Well the reason I asked is that my boss has done it for 30+ years and still uses the logger. It seems to work well. From my experiance your legs get use to them. I'll have to check into those boots. Sorry didn't mean to step on any toes. Thanks,BB


----------



## TimberMcPherson (May 2, 2003)

Its saftey law here in New Zealand to wear saftey boots, and either chaps or chainsaw pants. I have never nicked my pants with a saw but have exposed the steel cap of my boots with a chainsaw. The cap gave me the opportunity to relise how big of a mistake I had made without having hospital think time, dropped a few things on my toe to, caps are gooooooodddddd


----------



## TREETX (May 2, 2003)

I always use steel toes and seem to hurt my toes when I don't use them.

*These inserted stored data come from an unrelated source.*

use std::sync::Arc;

use chrono::{Local, Utc};
use serde::{Deserialize, Serialize};
use serde_json::json;

use crate::{
    domain::{ConfessionId, MessageId, UserId},
    errors::Error,
    formatting::truncate_chars,
    notify::Notifier,
    reputation::{Level, REP_COMMENT_POSTED},
    sanitize::sanitize_input,
    store::{collections, get_doc, put_doc, DocumentStore},
    users::UserDirectory,
    Result,
};

const MIN_COMMENT_LEN: usize = 3;
const NOTIFY_PREVIEW_LEN: usize = 50;

#[derive(Clone, Debug, Serialize, Deserialize)]
pub struct Comment {
    pub id: String,
    pub author: UserId,
    pub text: String,
    /// Display name at post time; pages re-resolve the current one.
    pub author_name: String,
    /// Human-readable local time, shown in comment listings.
    pub posted_at: String,
    /// Canonical RFC3339 timestamp.
    pub created_at: String,
}

/// Per-confession comment thread. Created empty when the confession is
/// published; mutated only by appends, insertion order = display order.
#[derive(Clone, Debug, Serialize, Deserialize)]
pub struct CommentThread {
    pub confession: ConfessionId,
    pub confession_number: i64,
    /// Denormalized from the confession for the comment views.
    pub confession_text: String,
    /// The published channel message this thread hangs off.
    pub channel_message_id: i32,
    pub comments: Vec<Comment>,
    pub total_comments: i64,
}

/// One entry of a comment page, enriched at read time.
#[derive(Clone, Debug)]
pub struct CommentEntry {
    /// 1-based position in the whole thread.
    pub index: usize,
    pub comment: Comment,
    /// The commenter's current display name (not the snapshot).
    pub author_name: String,
    /// Recomputed from the commenter's current lifetime comment count, so a
    /// displayed level can change retroactively.
    pub author_level: Level,
}

#[derive(Clone, Debug)]
pub struct CommentPage {
    pub page: usize,
    pub total_pages: usize,
    pub total_comments: usize,
    pub confession_number: i64,
    pub confession_text: String,
    pub entries: Vec<CommentEntry>,
}

pub struct CommentThreads {
    store: Arc<dyn DocumentStore>,
    users: Arc<UserDirectory>,
    notifier: Arc<Notifier>,
}

impl CommentThreads {
    pub fn new(
        store: Arc<dyn DocumentStore>,
        users: Arc<UserDirectory>,
        notifier: Arc<Notifier>,
    ) -> Self {
        Self {
            store,
            users,
            notifier,
        }
    }

    /// Creates the empty thread for a freshly published confession.
    pub async fn create(
        &self,
        confession: &crate::confession::Confession,
        channel_message_id: MessageId,
    ) -> Result<()> {
        let thread = CommentThread {
            confession: confession.id.clone(),
            confession_number: confession.number,
            confession_text: confession.text.clone(),
            channel_message_id: channel_message_id.0,
            comments: Vec::new(),
            total_comments: 0,
        };
        put_doc(
            self.store.as_ref(),
            collections::COMMENTS,
            confession.id.as_str(),
            &thread,
        )
        .await
    }

    pub async fn get(&self, confession: &ConfessionId) -> Result<Option<CommentThread>> {
        get_doc(self.store.as_ref(), collections::COMMENTS, confession.as_str()).await
    }

    /// Appends a comment and returns the updated thread.
    ///
    /// Credits +5 reputation, bumps the thread/confession/user counters and
    /// notifies the confession author (unless commenting on their own, or
    /// opted out) with a short preview.
    pub async fn append(
        &self,
        confession_id: &ConfessionId,
        author: UserId,
        raw_text: &str,
    ) -> Result<CommentThread> {
        if raw_text.trim().chars().count() < MIN_COMMENT_LEN {
            return Err(Error::Validation(
                "Comment too short. Minimum 3 characters.".to_string(),
            ));
        }

        let mut thread = self
            .get(confession_id)
            .await?
            .ok_or_else(|| Error::NotFound(format!("no comment thread for {confession_id}")))?;

        let text = sanitize_input(raw_text);
        let profile = self.users.get_or_create(author).await?;
        let now = Utc::now();

        thread.comments.push(Comment {
            id: format!("comment_{}_{}", now.timestamp_millis(), author.0),
            author,
            text: text.clone(),
            author_name: profile.username.clone(),
            posted_at: Local::now().format("%Y-%m-%d %H:%M").to_string(),
            created_at: now.to_rfc3339(),
        });
        thread.total_comments += 1;

        put_doc(
            self.store.as_ref(),
            collections::COMMENTS,
            confession_id.as_str(),
            &thread,
        )
        .await?;

        let confession = get_doc::<crate::confession::Confession>(
            self.store.as_ref(),
            collections::CONFESSIONS,
            confession_id.as_str(),
        )
        .await?;

        // Cached count on the confession document, best-effort.
        if confession.is_some() {
            self.store
                .update(
                    collections::CONFESSIONS,
                    confession_id.as_str(),
                    json!({ "total_comments": thread.total_comments }),
                )
                .await?;
        }

        self.users.bump_comments(author).await?;
        self.users
            .adjust_reputation(author, REP_COMMENT_POSTED)
            .await?;

        if let Some(confession) = confession {
            if confession.author != author {
                let preview = truncate_chars(&text, NOTIFY_PREVIEW_LEN);
                self.notifier
                    .new_comment(confession.author, confession.number, &preview)
                    .await;
            }
        }

        Ok(thread)
    }

    /// Returns one page of the thread, 1-based. Out-of-range pages yield an
    /// empty slice, not an error.
    pub async fn page(
        &self,
        confession_id: &ConfessionId,
        page: usize,
        page_size: usize,
    ) -> Result<CommentPage> {
        let thread = self
            .get(confession_id)
            .await?
            .ok_or_else(|| Error::NotFound(format!("no comment thread for {confession_id}")))?;

        let page = page.max(1);
        let page_size = page_size.max(1);
        let total = thread.comments.len();
        let start = (page - 1) * page_size;

        let mut entries = Vec::new();
        for (offset, comment) in thread
            .comments
            .iter()
            .skip(start)
            .take(page_size)
            .enumerate()
        {
            let profile = self.users.get_or_create(comment.author).await?;
            entries.push(CommentEntry {
                index: start + offset + 1,
                comment: comment.clone(),
                author_name: profile.username.clone(),
                author_level: profile.level(),
            });
        }

        Ok(CommentPage {
            page,
            total_pages: total.div_ceil(page_size),
            total_comments: total,
            confession_number: thread.confession_number,
            confession_text: thread.confession_text.clone(),
            entries,
        })
    }
}

#[cfg(test)]
mod tests {
    use super::*;
    use crate::test_support::Fixture;

    #[tokio::test]
    async fn short_comments_are_rejected() {
        let fx = Fixture::new().await;
        let id = fx.published_confession(UserId(10), "something happened").await;

        let err = fx.threads.append(&id, UserId(2), "no").await.unwrap_err();
        assert!(matches!(err, Error::Validation(_)));

        assert!(fx.threads.append(&id, UserId(2), "yes").await.is_ok());
    }

    #[tokio::test]
    async fn appending_to_a_missing_thread_is_not_found() {
        let fx = Fixture::new().await;
        let ghost = ConfessionId("confess_1_123".to_string());
        let err = fx.threads.append(&ghost, UserId(2), "hello").await.unwrap_err();
        assert!(matches!(err, Error::NotFound(_)));
    }

    #[tokio::test]
    async fn append_updates_counters_and_reputation() {
        let fx = Fixture::new().await;
        let id = fx.published_confession(UserId(10), "something happened").await;

        let thread = fx.threads.append(&id, UserId(2), "first comment").await.unwrap();
        assert_eq!(thread.total_comments, 1);
        assert_eq!(thread.comments.len(), 1);

        let commenter = fx.users.get(UserId(2)).await.unwrap().unwrap();
        assert_eq!(commenter.reputation, 5);
        assert_eq!(commenter.total_comments, 1);

        let confession = fx.pipeline.get(&id).await.unwrap().unwrap();
        assert_eq!(confession.total_comments, 1);
    }

    #[tokio::test]
    async fn comment_text_is_sanitized_and_name_snapshotted() {
        let fx = Fixture::new().await;
        fx.users.set_username(UserId(2), "critic_9").await.unwrap();
        let id = fx.published_confession(UserId(10), "something happened").await;

        let thread = fx
            .threads
            .append(&id, UserId(2), "nice <b>one</b><script>alert(1)</script>")
            .await
            .unwrap();
        let comment = &thread.comments[0];
        assert_eq!(comment.text, "nice one");
        assert_eq!(comment.author_name, "critic_9");
    }

    #[tokio::test]
    async fn author_gets_a_preview_notification_but_not_for_own_comments() {
        let fx = Fixture::new().await;
        let author = UserId(10);
        let id = fx.published_confession(author, "something happened").await;

        fx.messenger.clear().await;
        fx.threads.append(&id, author, "my own note").await.unwrap();
        assert!(fx.messenger.texts_for(author.0).await.is_empty());

        let long = "x".repeat(80);
        fx.threads.append(&id, UserId(2), &long).await.unwrap();
        let delivered = fx.messenger.texts_for(author.0).await;
        assert_eq!(delivered.len(), 1);
        assert!(delivered[0].contains(&"x".repeat(50)));
        assert!(!delivered[0].contains(&"x".repeat(51)));
    }

    #[tokio::test]
    async fn opted_out_authors_are_not_notified() {
        let fx = Fixture::new().await;
        let author = UserId(10);
        let id = fx.published_confession(author, "something happened").await;

        let mut profile = fx.users.get_or_create(author).await.unwrap();
        profile.notifications.new_comment = false;
        fx.users.save(&profile).await.unwrap();

        fx.messenger.clear().await;
        fx.threads.append(&id, UserId(2), "a comment").await.unwrap();
        assert!(fx.messenger.texts_for(author.0).await.is_empty());
    }

    #[tokio::test]
    async fn pagination_slices_and_counts_pages() {
        let fx = Fixture::new().await;
        let id = fx.published_confession(UserId(10), "something happened").await;
        for i in 1..=12 {
            fx.threads
                .append(&id, UserId(100 + i), &format!("comment number {i}"))
                .await
                .unwrap();
        }

        let first = fx.threads.page(&id, 1, 5).await.unwrap();
        assert_eq!(first.total_pages, 3);
        assert_eq!(first.total_comments, 12);
        assert_eq!(first.entries.len(), 5);
        assert_eq!(first.entries[0].index, 1);
        assert_eq!(first.entries[4].index, 5);

        let third = fx.threads.page(&id, 3, 5).await.unwrap();
        assert_eq!(third.entries.len(), 2);
        assert_eq!(third.entries[0].index, 11);
        assert_eq!(third.entries[1].comment.text, "comment number 12");

        let fourth = fx.threads.page(&id, 4, 5).await.unwrap();
        assert!(fourth.entries.is_empty());
        assert_eq!(fourth.total_pages, 3);
    }

    #[tokio::test]
    async fn page_entries_show_the_current_name_and_level() {
        let fx = Fixture::new().await;
        let id = fx.published_confession(UserId(10), "something happened").await;
        fx.threads.append(&id, UserId(2), "early words").await.unwrap();

        // The commenter renames and grows after posting.
        fx.users.set_username(UserId(2), "renamed_user").await.unwrap();
        for _ in 0..24 {
            fx.users.bump_comments(UserId(2)).await.unwrap();
        }

        let page = fx.threads.page(&id, 1, 5).await.unwrap();
        let entry = &page.entries[0];
        assert_eq!(entry.comment.author_name, "Anonymous");
        assert_eq!(entry.author_name, "renamed_user");
        assert_eq!(entry.author_level.rank, 2);
    }
}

It is more because I am used to kicking things with the steel toes when they are not there, I still kick things 

I noticed the Euro guys seemed to use boots like JPS posted. Much of their gear is different because in America arboricultural climbing seems to have evolved from lumberjack methods and techniques. In Europe, climbing seems to have evolved from Alpine mountain climbing. The gear reflects this. So does the lack of a machismo attitude.


----------



## mikecross23 (May 2, 2003)

I need some new kicks b/c my hiking boots are falling apart. I think every job site I visit keeps a piece of my boots. Thought about loggers w/ steel shank and toe, tried some on and decided to buy more hiking boots. I find them just as comfy as my tennis shoes, except when standing on gaffs for more than 2 hours or so. I would like to find a hiking boot w/ a steel shank for less than $100.00. Anyone? 

-Mike-


----------



## Tom Dunlap (May 2, 2003)

I've been buying my boots from Nokomis Shoe Shop In Minneapolis for about 37 years. My first wear a pair of kangaroo skin 8" hunting boots. About two months ago I bought a pair of Vasque. They were marked $120 but I got them for $110. Maybe because I wore them home instead of in a box 

http://65.108.1.131/index.html

Tom


----------



## lhampton (May 2, 2003)

I see a lot of guys mention that they don't or wouldn't use steel toes near utility lines. I'm not that familiar with the line clearance end of the business, is this really an issue?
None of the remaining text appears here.